目の前には涙でできた水たまりができていてそこには目が腫れて、鼻水を垂れ流し、惨めったらしく泣く私の姿がぼんやりと写っていた。
「リヴェリア……貴女の下界での役割はもう決めてあります。その感情を持ってよく生きてください。それでは。」
なんの躊躇いもなく私と別れを告げたデア様。
神界の中でも最高位の神であることもあって、そのアルカイックスマイルが私を突き放すものだと分かっていても、心を惹きつけさせる何かがあった。
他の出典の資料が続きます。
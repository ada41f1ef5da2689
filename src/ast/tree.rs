use super::expr::{Expr, ExprId, ExprKind};
use super::span::{Span, Spanned};

/// An immutable expression tree together with the source it was parsed from.
///
/// Nodes live in an arena and refer to each other through [`ExprId`]
/// handles. Parent links are computed once, when the tree is finished, so
/// consumers can walk upward without any shared ownership.
///
/// Children always precede their parents in the arena, so iterating
/// [`ids`](Self::ids) in order visits every node after its descendants.
#[derive(Debug, Clone)]
pub struct SyntaxTree {
    source: String,
    nodes: Vec<Expr>,
    parents: Vec<Option<ExprId>>,
    root: ExprId,
}

impl SyntaxTree {
    pub fn root(&self) -> ExprId {
        self.root
    }

    pub fn source(&self) -> &str {
        &self.source
    }

    pub fn kind(&self, id: ExprId) -> &ExprKind {
        &self.nodes[id.index()].node
    }

    pub fn span(&self, id: ExprId) -> Span {
        self.nodes[id.index()].span
    }

    pub fn parent(&self, id: ExprId) -> Option<ExprId> {
        self.parents[id.index()]
    }

    pub fn children(&self, id: ExprId) -> Vec<ExprId> {
        self.kind(id).children()
    }

    /// The source text covered by a node, exactly as written.
    pub fn text(&self, id: ExprId) -> &str {
        let span = self.span(id);
        &self.source[span.start..span.end]
    }

    pub fn len(&self) -> usize {
        self.nodes.len()
    }

    pub fn is_empty(&self) -> bool {
        self.nodes.is_empty()
    }

    pub fn ids(&self) -> impl Iterator<Item = ExprId> + '_ {
        (0..self.nodes.len()).map(|i| ExprId(i as u32))
    }

    /// The innermost node whose span covers `offset`, if any.
    pub fn node_at(&self, offset: usize) -> Option<ExprId> {
        let mut current = self.root;
        if !self.span(current).contains(offset) {
            return None;
        }
        'descend: loop {
            for child in self.children(current) {
                if self.span(child).contains(offset) {
                    current = child;
                    continue 'descend;
                }
            }
            return Some(current);
        }
    }
}

/// Accumulates nodes bottom-up while parsing.
///
/// Children must be pushed before their parents, which is the natural
/// order for a recursive-descent builder.
#[derive(Debug, Default)]
pub(crate) struct TreeBuilder {
    nodes: Vec<Expr>,
}

impl TreeBuilder {
    pub(crate) fn new() -> Self {
        Self::default()
    }

    pub(crate) fn push(&mut self, kind: ExprKind, span: Span) -> ExprId {
        let id = ExprId(self.nodes.len() as u32);
        self.nodes.push(Spanned::new(kind, span));
        id
    }

    pub(crate) fn span(&self, id: ExprId) -> Span {
        self.nodes[id.index()].span
    }

    pub(crate) fn finish(self, source: impl Into<String>, root: ExprId) -> SyntaxTree {
        let mut parents = vec![None; self.nodes.len()];
        for (index, node) in self.nodes.iter().enumerate() {
            for child in node.node.children() {
                debug_assert!(child.index() < index, "child pushed after its parent");
                parents[child.index()] = Some(ExprId(index as u32));
            }
        }
        SyntaxTree {
            source: source.into(),
            nodes: self.nodes,
            parents,
            root,
        }
    }
}

#[cfg(test)]
mod tests {
    use super::*;
    use crate::ast::{BinOp, Literal};

    fn sample() -> SyntaxTree {
        // "a" + x
        let mut b = TreeBuilder::new();
        let lit = b.push(ExprKind::Literal(Literal::string("a")), Span::new(0, 3));
        let x = b.push(ExprKind::Identifier("x".into()), Span::new(6, 7));
        let add = b.push(
            ExprKind::Binary {
                left: lit,
                op: BinOp::Add,
                right: x,
            },
            Span::new(0, 7),
        );
        b.finish("\"a\" + x", add)
    }

    #[test]
    fn test_parents_are_linked() {
        let tree = sample();
        let root = tree.root();
        let children = tree.children(root);
        assert_eq!(children.len(), 2);
        for child in children {
            assert_eq!(tree.parent(child), Some(root));
        }
        assert_eq!(tree.parent(root), None);
    }

    #[test]
    fn test_text_slices_source() {
        let tree = sample();
        let children = tree.children(tree.root());
        assert_eq!(tree.text(children[0]), "\"a\"");
        assert_eq!(tree.text(children[1]), "x");
        assert_eq!(tree.text(tree.root()), "\"a\" + x");
    }

    #[test]
    fn test_ids_visit_children_first() {
        let tree = sample();
        let order: Vec<_> = tree.ids().collect();
        assert_eq!(order.last(), Some(&tree.root()));
        for id in order {
            for child in tree.children(id) {
                assert!(child < id);
            }
        }
        assert_eq!(tree.source(), "\"a\" + x");
    }

    #[test]
    fn test_node_at_finds_innermost() {
        let tree = sample();
        let x = tree.children(tree.root())[1];
        assert_eq!(tree.node_at(6), Some(x));
        assert_eq!(tree.node_at(4), Some(tree.root()));
        assert_eq!(tree.node_at(42), None);
    }
}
デア様は、もうここにいる用はないと言わんばかりに早々に席を立ち上がり大きな羽を羽ばたかせて去っていった。
周りの神々もそれに続いていく。残ったのは私と5人ほどの小さな天使だけ。
あまりの別れの早さに呆然としていると、可愛らしく笑う彼らが私の背中の羽に頭を擦り付けてぎゅっと張り付く。
「…ありがとう。」
こんな私を慰めてくれているようで、その暖かさにまた涙しそうになりながら彼らに感謝を伝える。
彼らが私に触れる意味など考えもせずに。
――堕ちる神に翼など不要。
「…っ!」
急に背中に激しい雷のような何かが走る。
天使たちと私の肌とが触れ合う背中の羽が急に燃えるように熱くなる。
「うっ…!や、やめて!やめて!……あ゙!」
あまりの衝撃に声も出なくなり、私は倒れた。
最後の気力でみた視界には真っ赤に染まった私の羽を嬉しそうに抱いて空へと羽ばたいていく天使たちの姿があった。